Mittwoch John der Belge verlässt uns gen Lisboa. Er hat schließlich noch einige Partien vor sich. Porto ist wirklich eine Reise wert! Eine ganz schön alte Altstadt und der berühmte Portwein sind eine feine Mischung. Leider vergessen wir das Schmuddelzeugs zu probieren. Auf dem höchsten Kirchturm Portugals hissen wir kurz unsere Fahnen. Auf dem Weg zum Mittagessen feiern wir mit wenigen Griechen und vielen Spaniern eine Fiesta de Futbol. Dann gibt's wieder ein kurzes Interview, diesmal mit Sat1. Hat das einer gesehen? Wahrscheinlich ist Jo in Deutschland nun bekannter als der bunteste Rauhaardackel. (Anm.: obwohl er das ja vorher schon war) Wie klein die Welt doch ist: Jo wird von seinem alten Kumpel Christian, dem besten Fischer Norwegens, in Porto entdeckt. Der haust mit seinen Jungs auf dem gleichen Campingplatz! Wir finden das wohl günstigste Restaurant der Stadt. Zwei Teller Fleisch a la Portugesch mit Fritten und ne Cola für 4 Euro! (kein Witz!) Aber weswegen sind wir hier? Genau, da steht ja noch Spanien - Griechenland aufm Programm. Und wir haben ja unsere Kontaktperson. Nach langem Hin und Her treffen wir uns doch noch aufm Parkplatz nahe des Stadions hinter Büschen. So ganz legal ist das wohl nicht, was die da so treibt... Wir kommen uns vor wie eine Mischung aus Spacecakebäcker und Schieberbande, ist aber Latte. Wir machen den Deal und bekommen 3 Kategorie 1-Karten für 100 Euro. (Normalpreis 300!) Im Stadion treffen wir uns “zufällig“ wieder und machen Erinnerungsbilder. Ob es ein Abschied für immer ist, bleibt zunächst ungewiss: Sie hat Tickets bis zum Finale... Otto Rehakles wird wahrscheinlich überlebensgroß in Gold gegossen und als Ersatz für die Akropolis aufgestellt. Solche alten Steine hat Griechenland nach dem 1:1 gegen Spanien jedenfalls nicht mehr nötig! Schnell fahren wir wieder in die Innenstadt, Portugal - Russland schauen. Super Portugiesensttimmung! Nach dem Spiel geben wir keine Interviews mehr. Die Nacht verbringt man mit anderen gut gelaunten Teutonen aufm Campismo.

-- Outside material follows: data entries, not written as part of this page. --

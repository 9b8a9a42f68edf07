//! Integration tests for the repository against a recording connection.

use std::collections::VecDeque;
use std::sync::{Arc, Mutex};

use pretty_assertions::assert_eq;

use contentdb_core::{
    Connection, ContentQuery, ContentRepository, Error, Hydrated, OrderSpec, Predicate, Row,
    SchemaManager, Statement, Value,
};

/// Connection double: records every statement and replays canned rows.
struct MockConnection {
    statements: Mutex<Vec<Statement>>,
    select_rows: Mutex<VecDeque<Vec<Row>>>,
    affected: u64,
    last_id: Option<Value>,
}

impl MockConnection {
    fn new() -> Self {
        Self {
            statements: Mutex::new(Vec::new()),
            select_rows: Mutex::new(VecDeque::new()),
            affected: 1,
            last_id: Some(Value::Int(1)),
        }
    }

    fn with_rows(self, rows: Vec<Row>) -> Self {
        self.select_rows.lock().unwrap().push_back(rows);
        self
    }

    fn with_affected(mut self, affected: u64) -> Self {
        self.affected = affected;
        self
    }

    fn with_last_id(mut self, last_id: Option<Value>) -> Self {
        self.last_id = last_id;
        self
    }

    fn recorded(&self) -> Vec<Statement> {
        self.statements.lock().unwrap().clone()
    }
}

impl Connection for MockConnection {
    fn select(&self, statement: &Statement) -> Result<Vec<Row>, Error> {
        self.statements.lock().unwrap().push(statement.clone());
        Ok(self
            .select_rows
            .lock()
            .unwrap()
            .pop_front()
            .unwrap_or_default())
    }

    fn execute(&self, statement: &Statement) -> Result<u64, Error> {
        self.statements.lock().unwrap().push(statement.clone());
        Ok(self.affected)
    }

    fn last_insert_id(&self) -> Result<Option<Value>, Error> {
        Ok(self.last_id.clone())
    }
}

struct TestContext {
    connection: Arc<MockConnection>,
    repository: ContentRepository,
}

impl TestContext {
    fn new(connection: MockConnection) -> Self {
        let manager = Arc::new(SchemaManager::from_json(BLOG_CONFIG).unwrap());
        let connection = Arc::new(connection);
        let repository = ContentRepository::new(manager, connection.clone());
        Self {
            connection,
            repository,
        }
    }
}

const BLOG_CONFIG: &str = r#"{
    "properties": {
        "id": {"type": "bigint", "autoincrement": true, "notnull": true},
        "created_at": {
            "type": "timestamp",
            "notnull": true,
            "index": true,
            "default": "CURRENT_TIMESTAMP"
        }
    },
    "types": {
        "app::base": {
            "properties": {"id": {}, "created_at": {}}
        },
        "app::author": {
            "inherits": ["app::base"],
            "exclude_properties": ["created_at"],
            "properties": {
                "name": {"type": "string", "length": 255, "notnull": true}
            }
        },
        "app::article": {
            "inherits": ["app::base"],
            "properties": {
                "title": {"type": "string", "length": 255, "notnull": true},
                "views": {"type": "integer", "default": 0},
                "author": {
                    "type": "bigint",
                    "relation": {"schema": "app::author", "property": "id"}
                }
            }
        }
    }
}"#;

const ARTICLE_SELECT: &str = "SELECT article.id AS article__id, \
    article.created_at AS article__created_at, article.title AS article__title, \
    article.views AS article__views, author.id AS author__id, \
    author.name AS author__name FROM article AS article \
    LEFT JOIN author AS author ON article.author = author.id";

fn row(entries: &[(&str, Value)]) -> Row {
    entries
        .iter()
        .map(|(key, value)| (key.to_string(), value.clone()))
        .collect()
}

fn article_row(id: i64, title: &str, author_id: i64, author_name: &str) -> Row {
    row(&[
        ("article__id", Value::Int(id)),
        ("article__created_at", Value::String("2024-01-01 00:00:00".into())),
        ("article__title", Value::String(title.into())),
        ("article__views", Value::String("2".into())),
        ("author__id", Value::Int(author_id)),
        ("author__name", Value::String(author_name.into())),
    ])
}

#[test]
fn test_filter_compiles_joined_select_and_hydrates() {
    let ctx = TestContext::new(
        MockConnection::new().with_rows(vec![
            article_row(1, "First", 7, "Ada"),
            article_row(2, "Second", 8, "Lin"),
        ]),
    );

    let query = ContentQuery::new("app::article");
    let results: Vec<Hydrated> = ctx
        .repository
        .filter(&query)
        .unwrap()
        .collect::<Result<_, _>>()
        .unwrap();

    let recorded = ctx.connection.recorded();
    assert_eq!(recorded.len(), 1);
    assert_eq!(recorded[0].sql, ARTICLE_SELECT);
    assert!(recorded[0].params.is_empty());

    assert_eq!(results.len(), 2);
    let Hydrated::Content(first) = &results[0] else {
        panic!("expected typed content");
    };
    assert!(!first.is_empty());
    // Raw driver values coerce to the property's native representation.
    assert_eq!(first.get("views").unwrap().scalar(), Some(&Value::Int(2)));

    let author = first.get("author").unwrap().nested().unwrap();
    assert_eq!(author.get("id").unwrap().scalar(), Some(&Value::Int(7)));
    assert_eq!(
        author.get("name").unwrap().scalar(),
        Some(&Value::String("Ada".into()))
    );
}

#[test]
fn test_filter_as_map_returns_plain_mappings() {
    let ctx = TestContext::new(
        MockConnection::new().with_rows(vec![article_row(1, "First", 7, "Ada")]),
    );

    let query = ContentQuery::new("app::article").as_map();
    let results: Vec<Hydrated> = ctx
        .repository
        .filter(&query)
        .unwrap()
        .collect::<Result<_, _>>()
        .unwrap();

    let Hydrated::Map(map) = &results[0] else {
        panic!("expected plain mapping");
    };
    assert_eq!(map["title"], serde_json::json!("First"));
    assert_eq!(map["views"], serde_json::json!(2));
    assert_eq!(map["author"]["name"], serde_json::json!("Ada"));
    assert_eq!(
        map["created_at"],
        serde_json::json!("2024-01-01T00:00:00.000000Z")
    );
}

#[test]
fn test_filter_is_single_pass() {
    let ctx = TestContext::new(
        MockConnection::new().with_rows(vec![article_row(1, "One", 7, "Ada")]),
    );

    let rows = ctx.repository.filter(&ContentQuery::new("app::article")).unwrap();
    // Consuming the iterator does not go back to the connection.
    assert_eq!(rows.count(), 1);
    assert_eq!(ctx.connection.recorded().len(), 1);
}

#[test]
fn test_get_forces_limit_and_hydrates_first_row() {
    let ctx = TestContext::new(
        MockConnection::new().with_rows(vec![article_row(3, "Found", 7, "Ada")]),
    );

    let content = ctx
        .repository
        .get(&ContentQuery::new("app::article").with("id", 3i64))
        .unwrap();

    let recorded = ctx.connection.recorded();
    assert_eq!(
        recorded[0].sql,
        format!("{ARTICLE_SELECT} WHERE article.id = :p0 LIMIT 1")
    );
    assert_eq!(recorded[0].param("p0"), Some(&Value::Int(3)));

    assert!(!content.is_empty());
    assert_eq!(content.auto_id().unwrap(), Value::Int(3));
}

#[test]
fn test_get_with_empty_result() {
    let ctx = TestContext::new(MockConnection::new().with_rows(vec![]));

    let content = ctx
        .repository
        .get(&ContentQuery::new("app::article").with("id", 99i64))
        .unwrap();

    assert!(content.is_empty());
    assert_eq!(content.get("views").unwrap().scalar(), Some(&Value::Int(0)));
}

#[test]
fn test_predicate_grammar_through_repository() {
    let ctx = TestContext::new(MockConnection::new().with_rows(vec![]));

    let query = ContentQuery::new("app::article")
        .with("views__gte", 21i64)
        .with("id__in", vec![Value::Int(1), Value::Int(2)])
        .with(
            "author",
            vec![("name".to_string(), Predicate::from("Ada"))],
        )
        .order_by(OrderSpec::desc("article.id"))
        .limit(10)
        .offset(5);

    ctx.repository.filter(&query).unwrap();

    let recorded = ctx.connection.recorded();
    assert_eq!(
        recorded[0].sql,
        format!(
            "{ARTICLE_SELECT} WHERE article.views >= :p0 AND article.id IN (:p1, :p2) \
             AND author.name = :p3 ORDER BY article.id DESC LIMIT 10 OFFSET 5"
        )
    );
    assert_eq!(recorded[0].param("p3"), Some(&Value::String("Ada".into())));
}

#[test]
fn test_create_returns_backend_identifier() {
    let ctx = TestContext::new(MockConnection::new().with_last_id(Some(Value::Int(42))));

    let mut article = ctx.repository.content("app::article").unwrap();
    article
        .set_value("title", Value::String("Fresh".into()))
        .unwrap();

    let id = ctx.repository.create(&article).unwrap();
    assert_eq!(id, Some(Value::Int(42)));

    let recorded = ctx.connection.recorded();
    assert_eq!(
        recorded[0].sql,
        "INSERT INTO article (created_at, title, views, author) \
         VALUES (:p0, :p1, :p2, :p3)"
    );
    // The deferred not-null default resolved at insert time.
    assert!(matches!(recorded[0].param("p0"), Some(Value::Timestamp(_))));
    assert_eq!(recorded[0].param("p1"), Some(&Value::String("Fresh".into())));
    assert_eq!(recorded[0].param("p2"), Some(&Value::Int(0)));
    assert_eq!(recorded[0].param("p3"), Some(&Value::Null));
}

#[test]
fn test_create_with_no_affected_rows() {
    let ctx = TestContext::new(MockConnection::new().with_affected(0));

    let mut article = ctx.repository.content("app::article").unwrap();
    article
        .set_value("title", Value::String("Lost".into()))
        .unwrap();

    assert_eq!(ctx.repository.create(&article).unwrap(), None);
}

#[test]
fn test_update_by_auto_increment() {
    let ctx = TestContext::new(MockConnection::new().with_affected(1));

    let mut article = ctx.repository.content("app::article").unwrap();
    article.set_value("id", Value::Int(11)).unwrap();

    let affected = ctx
        .repository
        .update(
            &article,
            &[("title".to_string(), Value::String("Renamed".into()))],
        )
        .unwrap();

    assert_eq!(affected, 1);
    let recorded = ctx.connection.recorded();
    assert_eq!(
        recorded[0].sql,
        "UPDATE article SET title = :p0 WHERE id = :p1"
    );
    assert_eq!(recorded[0].param("p1"), Some(&Value::Int(11)));
}

#[test]
fn test_delete_default_and_criteria() {
    let ctx = TestContext::new(MockConnection::new().with_affected(1));

    let mut article = ctx.repository.content("app::article").unwrap();
    article.set_value("id", Value::Int(4)).unwrap();

    ctx.repository.delete(&article, &[]).unwrap();
    ctx.repository
        .delete(
            &article,
            &[("views__lt".to_string(), Predicate::from(1i64))],
        )
        .unwrap();

    let recorded = ctx.connection.recorded();
    assert_eq!(recorded[0].sql, "DELETE FROM article WHERE article.id = :p0");
    assert_eq!(
        recorded[1].sql,
        "DELETE FROM article WHERE article.views < :p0"
    );
}

#[test]
fn test_unknown_schema_fails_resolution() {
    let ctx = TestContext::new(MockConnection::new());

    let err = ctx
        .repository
        .filter(&ContentQuery::new("app::missing"))
        .unwrap_err();
    assert!(matches!(err, Error::InvalidConfig { identifier, .. }
        if identifier == "app::missing"));
}

#[test]
fn test_exclusion_shapes_joined_columns() {
    // author inherits created_at from base but excludes it, so the join
    // selects only id and name.
    let ctx = TestContext::new(MockConnection::new().with_rows(vec![]));

    ctx.repository
        .filter(&ContentQuery::new("app::author"))
        .unwrap();

    let recorded = ctx.connection.recorded();
    assert_eq!(
        recorded[0].sql,
        "SELECT author.id AS author__id, author.name AS author__name \
         FROM author AS author"
    );
}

Donnerstag: Alle Reserven sind aufgebraucht. Geld sowie Bier. Also fahren wir südwärts, jedoch nicht über die Autobahn um Geld zu sparen. Das dauert natürlich etwas länger. Nach 8stündiger Fahrt erreichen wir eine Playa de puta madre in der Nähe von Sines, südlich von Lischboa. Für Campischmo is keine Kohle mehr da, also schlagen wir unser sportliches Zigeunerlager am Strand auf. Jos klägliche Versuche das Abendessen abwechslungsreicher zu gestalten und mal Fisch auf den Speiseplan zu bringen scheitern natürlich! Vielleicht liegts daran, dass die portugiesischen Fische etwas schlauer sind und sich nicht so leicht durch neongelbe Quallenköder veralbern lassen. Am Freitag springen wir schon früh Morgens in die Fluten des Atlantik. Wir haben einen Heidenspaß mit Himalajawellen, die uns durchs Wasser wirbeln. Mit einem etwas in die Jahre gekommenen Baywatch-Verschnitt spielen wir Katz und Maus. Im Vergleich zu Sevilla weht am Strand ein frisches Lüftchen, und so freuen wir uns schon auf die Rückkehr in unsere andalusische Bratpfanne.

Am Samstag drücken wir nach einer entspannten Nacht inklusive Schlaf wieder mal die Daumen fürs deutsche Team. Nach dem Unentschieden gegen Lettland rettet die Niederlage eines Käseteams in orange gegen Tschechien letztendlich die Stimmung.

Und so sind wir wieder bei Sonntag Nach dieser Höllenwoche schieben wir ne ruhige Kugel und unsere Astralbodys in den Dachpool.


P.S.: Donde esta Salvatore?
P.P.S.: Francois: Ich bin Hans, ich bin heiß, ich hab nen großen Fuß!
P.P.P.S.: Jo@ alle: Ich werde irgendwann mal einen Fisch fangen. Ich schwörs!